Polymer flooding is a longstanding, popular tool for improving oil recovery, and over the years a number of researchers have worked at improving the quality of commercially available polymers. However, polymer mixing in offshore applications can present a number of challenges. An SPE Annual Technical Conference and Exhibition session discussed a new approach to better understanding the drivers for polymer hydration and the design of optimal field mixing systems. Researchers hope the information gathered in testing this approach could help with enhanced oil recovery (EOR) in offshore.
Do Hoon Kim, a polymer flooding consultant at Chevron, presented a paper (SPE 191391) cowritten with several colleagues from the Chevron Energy Technology Company and Chevron Upstream Europe that presented a new parameter—specific mixing energy (SME)—that can be used to scale-up laboratory mixing. The paper also covered Chevron’s development of a laboratory mixing process for novel liquid polymers that provided an acceptable viscosity yield, filtration ratio, and nonplugging behavior during injectivity tests in a surrogate core.
The use of polymers is a proven technology and commercially viable EOR process. Most recently, the powdered version of hydrolyzed polyacrylamide polymers has become a popular application for polymer flooding onshore due to the availability of space to store, mix, and hydrate them into viscous solutions for injection. However, Kim said polymer flooding with liquid polymers is an attractive technology for simple deployment in remote locations such as offshore reservoirs due to space constraints and potentially hostile environments.
“When you’re going to apply polymers for offshore, there’s a limit in space for mixing and in facilities. You cannot fit a tank over there, and also there are some environmental safety issues with having a powder in the offshore conditions,” Kim said.
Kim cited a previous paper (SPE 179657) that established the criteria for selecting a proper liquid polymer for deploying in offshore reservoirs, tailoring the polymer packages to improve polymer activity, filtration, and injectivity. He said his paper, and subsequent presentation, build on that conclusion by looking into the energy required for optimum mixing of novel liquid polymers from laboratory-scale to field-scale.
The Chevron team used a synthetic brine as the base brine for all laboratory and field tests. They conducted polymer filter ratio tests to identify the effectiveness of the polymer mixing which, in effect, shows how effectively that polymer can be injected through a porous medium without plugging or retention. Rheological measurements, long term injectivity experiments, and polymer loop yard tests were also performed. For the field, they developed a portable measurement unit to measure polymer rheology, filterability, and long-term core injectivity for on-site surveillance.

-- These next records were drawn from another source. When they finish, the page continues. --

//! Two-column body: earnings on the left, deductions on the right.

/// Width the left side is padded to (label plus amount area).
pub const LEFT_COLUMN_WIDTH: usize = 37;

/// Merges both sides row by row. The shorter side is padded with empty
/// cells; neither side is reordered.
pub fn combine(left: &[String], right: &[String], spacer: usize) -> Vec<String> {
    let rows = left.len().max(right.len());
    let gap = " ".repeat(spacer);
    let width = LEFT_COLUMN_WIDTH;
    (0..rows)
        .map(|idx| {
            let l = left.get(idx).map_or("", String::as_str);
            let r = right.get(idx).map_or("", String::as_str);
            format!("{l:<width$}{gap}{r}")
        })
        .collect()
}
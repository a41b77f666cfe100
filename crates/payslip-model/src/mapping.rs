//! Mapping entries: a display label bound to one or two source columns.
//!
//! The persisted JSON form distinguishes single and double columns by shape
//! alone: a string for one column, a two-element list for two. A relative
//! second column is written as [`NEXT_COLUMN_TOKEN`] or [`PREV_COLUMN_TOKEN`].

use std::fmt;

use serde::{Deserialize, Deserializer, Serialize, Serializer};

use crate::error::{ModelError, Result};

/// Persisted token for "the column after the first one".
pub const NEXT_COLUMN_TOKEN: &str = "<next>";

/// Persisted token for "the column before the first one".
pub const PREV_COLUMN_TOKEN: &str = "<prev>";

/// Label shown on the payslip for a mapped line.
///
/// A two-part label is kept as two parts; it is never flattened into a
/// string key.
#[derive(Debug, Clone, PartialEq, Eq, PartialOrd, Ord, Hash, Serialize, Deserialize)]
#[serde(untagged)]
pub enum DisplayName {
    Label(String),
    Pair(String, String),
}

impl DisplayName {
    pub fn label(text: impl Into<String>) -> Self {
        Self::Label(text.into())
    }

    pub fn pair(first: impl Into<String>, second: impl Into<String>) -> Self {
        Self::Pair(first.into(), second.into())
    }

    /// Text printed in the label column.
    pub fn render(&self) -> String {
        match self {
            Self::Label(text) => text.trim().to_string(),
            Self::Pair(first, second) => format!("{} {}", first.trim(), second.trim()),
        }
    }

    fn is_blank(&self) -> bool {
        match self {
            Self::Label(text) => text.trim().is_empty(),
            Self::Pair(first, second) => first.trim().is_empty() && second.trim().is_empty(),
        }
    }
}

impl fmt::Display for DisplayName {
    fn fmt(&self, f: &mut fmt::Formatter<'_>) -> fmt::Result {
        match self {
            Self::Label(text) => f.write_str(text),
            Self::Pair(first, second) => write!(f, "[{first}, {second}]"),
        }
    }
}

/// Position of a second column relative to the first one.
#[derive(Debug, Clone, Copy, PartialEq, Eq, Hash)]
pub enum RelativeRef {
    NextColumn,
    PrevColumn,
}

impl RelativeRef {
    /// Signed offset from the first column.
    pub fn offset(self) -> isize {
        match self {
            Self::NextColumn => 1,
            Self::PrevColumn => -1,
        }
    }

    pub fn token(self) -> &'static str {
        match self {
            Self::NextColumn => NEXT_COLUMN_TOKEN,
            Self::PrevColumn => PREV_COLUMN_TOKEN,
        }
    }
}

/// Second column of a double-column entry.
#[derive(Debug, Clone, PartialEq, Eq, Hash)]
pub enum SecondColumn {
    Named(String),
    Relative(RelativeRef),
}

impl SecondColumn {
    /// Parses user or file input. Accepts the persisted tokens as well as
    /// the bare words `next` and `prev`.
    pub fn parse(text: &str) -> Result<Self> {
        let trimmed = text.trim();
        match trimmed.to_ascii_lowercase().as_str() {
            "" => Err(ModelError::EmptyColumnName),
            NEXT_COLUMN_TOKEN | "next" => Ok(Self::Relative(RelativeRef::NextColumn)),
            PREV_COLUMN_TOKEN | "prev" | "previous" => Ok(Self::Relative(RelativeRef::PrevColumn)),
            _ => Ok(Self::Named(text.to_string())),
        }
    }

    fn as_text(&self) -> &str {
        match self {
            Self::Named(name) => name,
            Self::Relative(relative) => relative.token(),
        }
    }
}

impl fmt::Display for SecondColumn {
    fn fmt(&self, f: &mut fmt::Formatter<'_>) -> fmt::Result {
        f.write_str(self.as_text())
    }
}

impl Serialize for SecondColumn {
    fn serialize<S: Serializer>(&self, serializer: S) -> std::result::Result<S::Ok, S::Error> {
        serializer.serialize_str(self.as_text())
    }
}

impl<'de> Deserialize<'de> for SecondColumn {
    fn deserialize<D: Deserializer<'de>>(deserializer: D) -> std::result::Result<Self, D::Error> {
        let text = String::deserialize(deserializer)?;
        Self::parse(&text).map_err(serde::de::Error::custom)
    }
}

/// Source column(s) feeding one payslip line.
#[derive(Debug, Clone, PartialEq, Eq, Hash, Serialize, Deserialize)]
#[serde(untagged)]
pub enum SourceColumns {
    Single(String),
    Double(String, SecondColumn),
}

impl SourceColumns {
    pub fn single(column: impl Into<String>) -> Self {
        Self::Single(column.into())
    }

    pub fn double(first: impl Into<String>, second: impl Into<String>) -> Self {
        Self::Double(first.into(), SecondColumn::Named(second.into()))
    }

    pub fn relative(first: impl Into<String>, relative: RelativeRef) -> Self {
        Self::Double(first.into(), SecondColumn::Relative(relative))
    }

    /// Builds columns from a first name and an optional second column or relative token.
    pub fn parse(first: &str, second: Option<&str>) -> Result<Self> {
        if first.trim().is_empty() {
            return Err(ModelError::EmptyColumnName);
        }
        match second {
            None => Ok(Self::Single(first.to_string())),
            Some(second) => Ok(Self::Double(first.to_string(), SecondColumn::parse(second)?)),
        }
    }

    /// The first (always named) column.
    pub fn primary(&self) -> &str {
        match self {
            Self::Single(column) | Self::Double(column, _) => column,
        }
    }

    pub fn is_double(&self) -> bool {
        matches!(self, Self::Double(..))
    }
}

impl fmt::Display for SourceColumns {
    fn fmt(&self, f: &mut fmt::Formatter<'_>) -> fmt::Result {
        match self {
            Self::Single(column) => f.write_str(column),
            Self::Double(first, second) => write!(f, "{first} + {second}"),
        }
    }
}

/// One configured payslip line item.
#[derive(Debug, Clone, PartialEq, Eq, Hash, Serialize, Deserialize)]
pub struct MappingEntry {
    pub name: DisplayName,
    pub columns: SourceColumns,
}

impl MappingEntry {
    pub fn new(name: DisplayName, columns: SourceColumns) -> Result<Self> {
        let entry = Self { name, columns };
        entry.validate()?;
        Ok(entry)
    }

    pub fn validate(&self) -> Result<()> {
        if self.name.is_blank() {
            return Err(ModelError::EmptyDisplayName);
        }
        let second_blank = match &self.columns {
            SourceColumns::Double(_, SecondColumn::Named(name)) => name.trim().is_empty(),
            _ => false,
        };
        if self.columns.primary().trim().is_empty() || second_blank {
            return Err(ModelError::EmptyColumnName);
        }
        Ok(())
    }
}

The results from the field and yard tests demonstrated the ability to mix and hydrate the neat liquid polymer in one step. Low flow rates across static mixers correspond with low pressure drops and lead to high filtration ratios, while high flow rates correspond with high pressure drops and lead to low filtration ratios. Kim said this validated the need for critical pressure across static mixers for optimal polymer mixing and hydration. The critical pressure drop is a proxy for the energy imparted to the fluid by flow through the static mixers, and SME is a term derived for a critical defining parameter for polymer mixing. SME attempts to quantify the amount of energy imparted during the fluid mixing process, and as such it could be used to find trends against key fluid performance parameters.
Using the SME approach, Kim said the performance of mixing and hydration of liquid polymers in a laboratory-scale overhead mixer and in a field-scale inline static mixer could be successfully interpreted. SME can also be applied for the mixing of powder polymers, though further experiments were needed to validate the scale-up. The quality of polymer solutions measured by viscosity and filtration ratio correlates to an SME, and Kim said the desired operating window range from the lab to the field is a function of SME. This information can be used to bolster EOR applications with liquid polymers in offshore environments.